Extrapolando la cuestión deportiva al terreno político, lo cierto es que quienes ayer se manifestaron en Bilbo no sólo reclaman la oficialidad para un equipo de fútbol, sino también para un país que, como el once de la camiseta verde, también tiene todo por ganar. 2008 se despide, y con él se acerca el final de una década en el que no ha habido avances hacia el reconocimiento de Euskal Herria pese a las variantes tácticas utilizadas.

Haciendo un símil futbolístico, el proceso de negociación liderado por la izquierda abertzale creó la oportunidad más seria del partido, pero faltó concretar el remate. Por el ala derecha del campo, en esta década también ha habido escarceos como el nuevo Estatuto o el proyecto de consulta, pero no han puesto en aprietos a la defensa rival pese a que las televisiones nos hayan repetido las jugadas una y otra vez, hasta la saciedad.

En cualquier caso, todo ello sí ha permitido concluir que es el contrario quien está a la defensiva, y que se puede lograr el gol definitivo. Para ello hace falta probablemente repensar estrategias y tácticas.

Equipos con menos garra, menos presupuesto y menos afición que el vasco, como el escocés o el groenlandés, han encauzado sus propios encuentros en este mismo periodo de tiempo.

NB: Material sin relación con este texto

//! vidrelay - On-demand media download relay
//!
//! Hexagonal Architecture:
//! - domain/: Pure logic (video ids, quality tiers, catalog parsing, argument
//!   building, response framing, errors)
//! - ports/: Trait definitions (tool runner, outbound sink, details source)
//! - adapters/: Concrete implementations (yt-dlp process, YouTube Data API, axum)
//! - application/: Catalog resolver and streaming process manager
//! - config: Environment configuration
//!
//! Nothing is written to disk: the tool's stdout is relayed straight into
//! the HTTP response, and the process is terminated as soon as the client
//! goes away.

pub mod adapters;
pub mod application;
pub mod config;
pub mod domain;
pub mod ports;

// Re-exports for convenience
pub use adapters::http::{router, AppState};
pub use config::{RelayConfig, ToolLocator};
pub use domain::{RelayError, RelayResult};
//! Display record from the public catalog API, independent of streaming.

use regex::Regex;
use serde::Serialize;
use serde_json::Value;
use std::sync::OnceLock;

#[derive(Debug, Clone, PartialEq, Serialize)]
#[serde(rename_all = "camelCase")]
pub struct VideoDetails {
    pub id: String,
    pub title: String,
    pub thumbnail: Option<String>,
    pub duration: String,
    pub uploader: String,
    pub view_count: u64,
    pub published_at: String,
    pub description: String,
}

impl VideoDetails {
    /// Reads one entry of a `videos?part=snippet,contentDetails,statistics` reply.
    pub fn from_api_item(item: &Value) -> Option<Self> {
        let snippet = item.get("snippet")?;
        let thumbnails = snippet.get("thumbnails");
        let thumbnail = ["maxres", "high", "medium"].iter().find_map(|size| {
            thumbnails
                .and_then(|t| t.get(*size))
                .and_then(|t| t.get("url"))
                .and_then(Value::as_str)
                .map(String::from)
        });
        let str_at = |value: Option<&Value>, key: &str| {
            value
                .and_then(|v| v.get(key))
                .and_then(Value::as_str)
                .unwrap_or_default()
                .to_string()
        };

        Some(VideoDetails {
            id: item.get("id")?.as_str()?.to_string(),
            title: snippet.get("title")?.as_str()?.to_string(),
            thumbnail,
            duration: format_iso_duration(&str_at(item.get("contentDetails"), "duration")),
            uploader: str_at(Some(snippet), "channelTitle"),
            view_count: str_at(item.get("statistics"), "viewCount")
                .parse()
                .unwrap_or(0),
            published_at: str_at(Some(snippet), "publishedAt"),
            description: str_at(Some(snippet), "description"),
        })
    }
}

fn iso_duration() -> &'static Regex {
    static ISO: OnceLock<Regex> = OnceLock::new();
    ISO.get_or_init(|| {
        Regex::new(r"^P(?:(\d+)D)?T?(?:(\d+)H)?(?:(\d+)M)?(?:(\d+)S)?$").expect("valid duration pattern")
    })
}

/// `PT1H2M3S` -> `1:02:03`, `PT4M5S` -> `4:05`. Unknown input gives `0:00`.
pub fn format_iso_duration(raw: &str) -> String {
    let Some(caps) = iso_duration().captures(raw.trim()) else {
        return "0:00".to_string();
    };
    let part = |i: usize| {
        caps.get(i)
            .and_then(|m| m.as_str().parse::<u64>().ok())
            .unwrap_or(0)
    };
    let total = part(1)
        .saturating_mul(86_400)
        .saturating_add(part(2).saturating_mul(3_600))
        .saturating_add(part(3).saturating_mul(60))
        .saturating_add(part(4));
    format_seconds(total)
}

pub fn format_seconds(total: u64) -> String {
    let hours = total / 3_600;
    let minutes = (total % 3_600) / 60;
    let seconds = total % 60;
    if hours > 0 {
        format!("{}:{:02}:{:02}", hours, minutes, seconds)
    } else {
        format!("{}:{:02}", minutes, seconds)
    }
}

#[cfg(test)]
mod tests {
    use super::*;
    use serde_json::json;

    #[test]
    fn test_iso_durations() {
        assert_eq!(format_iso_duration("PT3M32S"), "3:32");
        assert_eq!(format_iso_duration("PT1H2M3S"), "1:02:03");
        assert_eq!(format_iso_duration("PT45S"), "0:45");
        assert_eq!(format_iso_duration("PT2H"), "2:00:00");
        assert_eq!(format_iso_duration("P1DT1M"), "24:01:00");
        assert_eq!(format_iso_duration("garbage"), "0:00");
        assert_eq!(format_iso_duration(""), "0:00");
    }

    #[test]
    fn test_oversized_duration_saturates() {
        assert_eq!(
            format_iso_duration("P99999999999999999DT1S"),
            "5124095576030431:00:15"
        );
    }

    #[test]
    fn test_from_api_item() {
        let item = json!({
            "id": "dQw4w9WgXcQ",
            "snippet": {
                "title": "Never Gonna Give You Up",
                "description": "The official video",
                "channelTitle": "Rick Astley",
                "publishedAt": "2009-10-25T06:57:33Z",
                "thumbnails": {
                    "medium": {"url": "https://i.ytimg.com/m.jpg"},
                    "high": {"url": "https://i.ytimg.com/h.jpg"}
                }
            },
            "contentDetails": {"duration": "PT3M33S"},
            "statistics": {"viewCount": "1400000000"}
        });
        let details = VideoDetails::from_api_item(&item).unwrap();
        assert_eq!(details.thumbnail.as_deref(), Some("https://i.ytimg.com/h.jpg"));
        assert_eq!(details.duration, "3:33");
        assert_eq!(details.view_count, 1_400_000_000);
        assert_eq!(details.uploader, "Rick Astley");
    }

    #[test]
    fn test_from_api_item_tolerates_missing_sections() {
        let item = json!({"id": "x", "snippet": {"title": "t"}});
        let details = VideoDetails::from_api_item(&item).unwrap();
        assert_eq!(details.thumbnail, None);
        assert_eq!(details.duration, "0:00");
        assert_eq!(details.view_count, 0);
        assert!(VideoDetails::from_api_item(&json!({"id": "x"})).is_none());
    }
}
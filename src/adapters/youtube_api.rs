//! `VideoDetailsSource` backed by the YouTube Data API v3.

use async_trait::async_trait;
use serde_json::Value;
use tracing::warn;

use crate::domain::details::VideoDetails;
use crate::domain::{RelayError, RelayResult, VideoId};
use crate::ports::details::VideoDetailsSource;

const API_BASE_URL: &str = "https://www.googleapis.com/youtube/v3";

#[derive(Clone, Debug)]
pub struct YouTubeDataApi {
    client: reqwest::Client,
    api_key: String,
    base_url: String,
}

impl YouTubeDataApi {
    pub fn new(api_key: impl Into<String>) -> Self {
        Self {
            client: reqwest::Client::new(),
            api_key: api_key.into(),
            base_url: API_BASE_URL.to_string(),
        }
    }

    pub fn with_base_url(mut self, base_url: impl Into<String>) -> Self {
        self.base_url = base_url.into();
        self
    }
}

#[async_trait]
impl VideoDetailsSource for YouTubeDataApi {
    async fn video_details(&self, video: &VideoId) -> RelayResult<VideoDetails> {
        let response = self
            .client
            .get(format!("{}/videos", self.base_url))
            .query(&[
                ("part", "snippet,contentDetails,statistics"),
                ("id", video.as_str()),
                ("key", self.api_key.as_str()),
            ])
            .send()
            .await
            .map_err(|e| RelayError::metadata(format!("catalog API unreachable: {}", e)))?;

        if !response.status().is_success() {
            warn!(video = %video, status = %response.status(), "catalog API error");
            return Err(RelayError::metadata(format!(
                "catalog API returned {}",
                response.status()
            )));
        }

        let body: Value = response
            .json()
            .await
            .map_err(|e| RelayError::metadata(format!("catalog API sent bad JSON: {}", e)))?;

        body.get("items")
            .and_then(Value::as_array)
            .and_then(|items| items.first())
            .and_then(VideoDetails::from_api_item)
            .ok_or_else(|| RelayError::metadata(format!("no catalog entry for {}", video)))
    }
}
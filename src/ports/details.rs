use async_trait::async_trait;

use crate::domain::details::VideoDetails;
use crate::domain::{RelayResult, VideoId};

/// Read-only lookup against the public video catalog.
#[cfg_attr(test, mockall::automock)]
#[async_trait]
pub trait VideoDetailsSource: Send + Sync {
    async fn video_details(&self, video: &VideoId) -> RelayResult<VideoDetails>;
}
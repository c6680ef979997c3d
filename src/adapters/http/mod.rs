//! HTTP inbound adapter.
//!
//! Exposes the catalog lookup and the streaming download over axum.

mod error;
mod routes;
pub mod sink;

pub use error::status_for;
pub use routes::{router, AppState, StreamParams};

Ciertamente, en estos dos casos los equipos adversarios no han recurrido a las marrullerías empleadas por el español y el francés, que cada vez aparecen más cargados de tarjetas ante los ojos de cualquier público medianamente imparcial.

Pero el juego sucio no puede ser excusa para echarse atrás ni motivo para no meter la pierna. Resultaría incomprensible que una nación como Euskal Herria, con su lengua y una idiosincracia que la convierten en la más antigua de Europa, sea la última en llegar a la meta de la oficialidad.

Gaza, crónica de una masacre anunciada

Miles de kilómetros al este de nuestro país, el drama incesante de Palestina volvía ayer a conmocionar al mundo entero. En su caso, denunciar la falta de reconocimiento internacional a su nación se queda muy corto. Más bien, lo que está oficializado en la esfera mundial es el aval a la masacre sistemática de una población totalmente indefensa. Una masacre frente a la que las meras condenas dialécticas de la comunidad internacional quedan como impúdicas lágrimas de cocodrilo.

La operación en Gaza, aun inconclusa según la declaración del Gobierno israelí, ha venido a ser la crónica de una masacre anunciada. Todo el mundo había escrito estos días que se preparaba una escabechina. Y nadie ha hecho nada por impedirlo. Una vez más, de Israel sólo ha sorprendido el grado de brutalidad empleado.

La matanza aérea supone una apelación para todas las partes, comenzando por el ejército autor de una masacre que en ningún caso podrá camuflar con el habitual adjetivo de «quirúrgica». Es también un doloroso test para medir la respuesta de una Palestina desgastada en luchas internas. En tercer lugar, pone a prueba a la nueva administración de Washington: Obama se encuentra sobre la mesa del Despacho Oval una perenne «patata caliente» que la gestión de su antecesores sólo ha terminado de pudrir. E interpela, por último, a entes multilaterales como la ONU y la Unión Europea que no pueden seguir mirando para otro lado un minuto más.